### EXERCISE DIRECTIONS:
Pull out every line in the data that has the string "matches" in it.
DATA EXCERPTS below:
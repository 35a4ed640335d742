//! Access request and decision types

use crate::rules::{CatalogRule, SchemaRule, TableRule};
use crate::types::{CatalogAccess, Principal, PrivilegeSet};
use serde::{Deserialize, Serialize};

/// Effective-access request for one resource coordinate
#[derive(Debug, Clone, PartialEq, Eq, Serialize, Deserialize)]
pub struct AccessRequest {
    /// Principal making the request
    pub principal: Principal,

    /// Catalog name
    pub catalog: String,

    /// Schema name, if the request goes below catalog level
    #[serde(default, skip_serializing_if = "Option::is_none")]
    pub schema: Option<String>,

    /// Table name; ignored unless a schema is also given
    #[serde(default, skip_serializing_if = "Option::is_none")]
    pub table: Option<String>,
}

impl AccessRequest {
    /// Create a catalog-level request
    pub fn new(principal: Principal, catalog: impl Into<String>) -> Self {
        Self {
            principal,
            catalog: catalog.into(),
            schema: None,
            table: None,
        }
    }

    pub fn with_schema(mut self, schema: impl Into<String>) -> Self {
        self.schema = Some(schema.into());
        self
    }

    pub fn with_table(mut self, table: impl Into<String>) -> Self {
        self.table = Some(table.into());
        self
    }
}

/// Rule that decided a scope, with its position in the rule list
#[derive(Debug, Clone, PartialEq, Eq, Serialize, Deserialize)]
pub struct MatchedRule<R> {
    pub index: usize,
    pub rule: R,
}

/// Catalog-scope decision
#[derive(Debug, Clone, PartialEq, Eq, Serialize, Deserialize)]
pub struct CatalogDecision {
    pub matched_rule: Option<MatchedRule<CatalogRule>>,
    pub allow: CatalogAccess,
    pub allowed_privileges: PrivilegeSet,
}

impl CatalogDecision {
    /// Decision when no catalog rule matches
    pub fn deny() -> Self {
        Self {
            matched_rule: None,
            allow: CatalogAccess::None,
            allowed_privileges: PrivilegeSet::new(),
        }
    }
}

/// Schema-scope decision
#[derive(Debug, Clone, PartialEq, Eq, Serialize, Deserialize)]
pub struct SchemaDecision {
    pub matched_rule: Option<MatchedRule<SchemaRule>>,
    pub owner: bool,
}

impl SchemaDecision {
    /// Decision when no schema rule matches
    pub fn deny() -> Self {
        Self {
            matched_rule: None,
            owner: false,
        }
    }
}

/// Table-scope decision
#[derive(Debug, Clone, PartialEq, Eq, Serialize, Deserialize)]
pub struct TableDecision {
    pub matched_rule: Option<MatchedRule<TableRule>>,
    pub privileges: PrivilegeSet,
}

impl TableDecision {
    /// Decision when no table rule matches
    pub fn deny() -> Self {
        Self {
            matched_rule: None,
            privileges: PrivilegeSet::new(),
        }
    }
}

/// Layered decision across catalog, schema and table scopes
///
/// `schema` is present when the request named a schema; `table` only when it
/// named both a schema and a table.
#[derive(Debug, Clone, PartialEq, Eq, Serialize, Deserialize)]
pub struct EffectiveAccess {
    pub catalog: CatalogDecision,

    #[serde(default, skip_serializing_if = "Option::is_none")]
    pub schema: Option<SchemaDecision>,

    #[serde(default, skip_serializing_if = "Option::is_none")]
    pub table: Option<TableDecision>,

    /// Whether the catalog is visible to the principal
    pub visible: bool,
}

impl EffectiveAccess {
    /// Table privileges, empty when no table decision was made
    pub fn table_privileges(&self) -> PrivilegeSet {
        self.table
            .as_ref()
            .map(|table| table.privileges.clone())
            .unwrap_or_default()
    }

    /// Schema ownership, false when no schema decision was made
    pub fn is_schema_owner(&self) -> bool {
        self.schema.as_ref().is_some_and(|schema| schema.owner)
    }
}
End of DATA EXCERPTS.
### RESPONSE:
    /// Decision when no catalog rule matches
    /// Decision when no schema rule matches
    /// Decision when no table rule matches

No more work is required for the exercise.